Сейчас дом, где я вырос и где находится «Мемориал», имеет адрес: ул. Стельмаха, 6, а когда-то это был переулок Задорожный, 3. Жили мы в подвале того же подъезда, где находится «Мемориал», в квартире 39. Это был последний дом на юге Киева. Дальше шли поля вплоть до самого села Красный Трактир (сейчас на его месте расположен Национальный выставочный центр). Следовательно, география на мои взгляды вряд ли повлияла.

Среди известных людей, которые меня окружали с детства, был врач по фамилии Гурский, живший рядом в частной усадьбе. Он носил пышные запорожские усы и говорил исключительно на украинском языке (только в 2007 г. я случайно узнал, что врач был внебрачным сыном композитора Николая Витальевича Лысенко). Вторым известным человеком был Валерий Лобановский, с которым мы гоняли в футбол. Он жил в 300 метрах, в Ново-Девичьем переулке, и приходил играть в наши овраги. Только позже я узнал, что этот «рыжий» был племянником Первого секретаря ЦК Комсомола Украины. Тогда он учился в 38-й украинской школе, но до конца жизни оставался русскоязычным. То есть окружение не выказывало националистических взглядов и вряд ли на меня повлияло. Известно, что Первый секретарь ЦК Комсомола Украины Бойченко написал книгу «Молодость», в которой описал разгром украинских коммунистов в 1919 году.
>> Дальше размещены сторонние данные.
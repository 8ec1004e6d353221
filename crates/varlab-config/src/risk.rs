//! Risk estimation settings shared by the VaR estimators.

use serde::{Deserialize, Serialize};

use crate::error::{validate_confidence_levels, Validate, ValidationError};
use crate::simulation::default_confidence_levels;

/// Settings for parametric and historical VaR plus diagnostics.
#[derive(Debug, Clone, PartialEq, Serialize, Deserialize)]
pub struct RiskConfig {
    /// Configuration name/identifier.
    pub name: String,

    /// Confidence levels to report, in output order.
    #[serde(default = "default_confidence_levels")]
    pub confidence_levels: Vec<f64>,

    /// Holding period used by the parametric estimator, in periods.
    #[serde(default = "default_delta_time")]
    pub delta_time: f64,

    /// Bucket count of the terminal-price histogram.
    #[serde(default = "default_histogram_buckets")]
    pub histogram_buckets: usize,

    /// Run batches on the rayon pool.
    #[serde(default = "default_parallel")]
    pub parallel: bool,

    /// Smallest eigenvalue accepted as zero in the PSD check.
    #[serde(default = "default_psd_tolerance")]
    pub psd_tolerance: f64,
}

fn default_delta_time() -> f64 {
    1.0
}

fn default_histogram_buckets() -> usize {
    20
}

fn default_parallel() -> bool {
    true
}

fn default_psd_tolerance() -> f64 {
    1e-10
}

impl Default for RiskConfig {
    fn default() -> Self {
        Self::standard()
    }
}

impl RiskConfig {
    /// Creates a risk configuration with default settings.
    pub fn new(name: impl Into<String>) -> Self {
        Self {
            name: name.into(),
            confidence_levels: default_confidence_levels(),
            delta_time: default_delta_time(),
            histogram_buckets: default_histogram_buckets(),
            parallel: default_parallel(),
            psd_tolerance: default_psd_tolerance(),
        }
    }

    /// Standard one-period risk settings at 90/95/99%.
    pub fn standard() -> Self {
        Self::new("STANDARD")
    }

    /// Builder method to set the confidence levels.
    pub fn with_confidence_levels(mut self, levels: Vec<f64>) -> Self {
        self.confidence_levels = levels;
        self
    }

    /// Builder method to set the holding period.
    pub fn with_delta_time(mut self, delta_time: f64) -> Self {
        self.delta_time = delta_time;
        self
    }

    /// Builder method to set the histogram size.
    pub fn with_histogram_buckets(mut self, buckets: usize) -> Self {
        self.histogram_buckets = buckets;
        self
    }

    /// Builder method to set the PSD tolerance.
    pub fn with_psd_tolerance(mut self, tolerance: f64) -> Self {
        self.psd_tolerance = tolerance;
        self
    }

    /// Builder method to toggle parallel batch execution.
    pub fn with_parallel(mut self, parallel: bool) -> Self {
        self.parallel = parallel;
        self
    }
}

impl Validate for RiskConfig {
    fn validate(&self) -> Vec<ValidationError> {
        let mut errors = Vec::new();

        if self.name.is_empty() {
            errors.push(ValidationError::new("name", "Name cannot be empty"));
        }

        validate_confidence_levels(&self.confidence_levels, &mut errors);

        if !(self.delta_time.is_finite() && self.delta_time > 0.0) {
            errors.push(ValidationError::with_rule(
                "delta_time",
                "Delta time must be finite and positive",
                "positive_delta_time",
            ));
        }

        if self.histogram_buckets == 0 {
            errors.push(ValidationError::with_rule(
                "histogram_buckets",
                "Histogram needs at least one bucket",
                "positive_buckets",
            ));
        }

        if !(self.psd_tolerance.is_finite() && self.psd_tolerance >= 0.0) {
            errors.push(ValidationError::new(
                "psd_tolerance",
                "Tolerance must be finite and non-negative",
            ));
        }

        errors
    }
}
Так, может, родители на меня повлияли?

Моя мать, Луговская Лидия Игнатьевна, родилась в Ялте. В двухмесячном возрасте осталась сиротой и была вывезена в село Атюша на Черниговщине, выросла на украинских обычаях. Только после её смерти в 2001 г. нам удалось в архиве Крыма выяснить по церковным записям Ялты настоящий год её рождения — 1910. С 8-летнего возраста мать была отдана в батрачки и с тех пор сама зарабатывала на жизнь. Она прошла огромную школу жизни. Имея хорошую память и острый ум, она впитала не только богатейший народный фольклор, обычаи, традиции, но и церковные традиции и службы православных монастырей, где некоторое время жила с монахинями. Я никогда не слышал от неё русских слов. Кроме украинского, она немного разбиралась в еврейском языке (идише), которому научилась в еврейских семьях Конотопа и Борзны, батрача у них ещё в детстве. Я не припоминаю у неё чего-либо националистического, хотя она всегда учила меня не допускать, чтобы к моей фамилии Михалко добавили букву «в». Никогда она не выказывала пренебрежения к человеку из-за его национальности, но не могла терпеть отдельных недостатков. Как-то раз судьба занесла маму в русское село Шалыгино на Сумщине. Она была поражена разницей между бытом украинцев и русских, когда стала свидетельницей диалога ребёнка со старым дедом — сплошные маты с обеих сторон. Больше двух недель она не выдержала и вернулась в своё село. Коммунистов не любила за издевательства над церквями и верующими, за голодовки и голодоморы и рассказывала мне много примеров из жизни. Она научила меня гордиться всем украинским.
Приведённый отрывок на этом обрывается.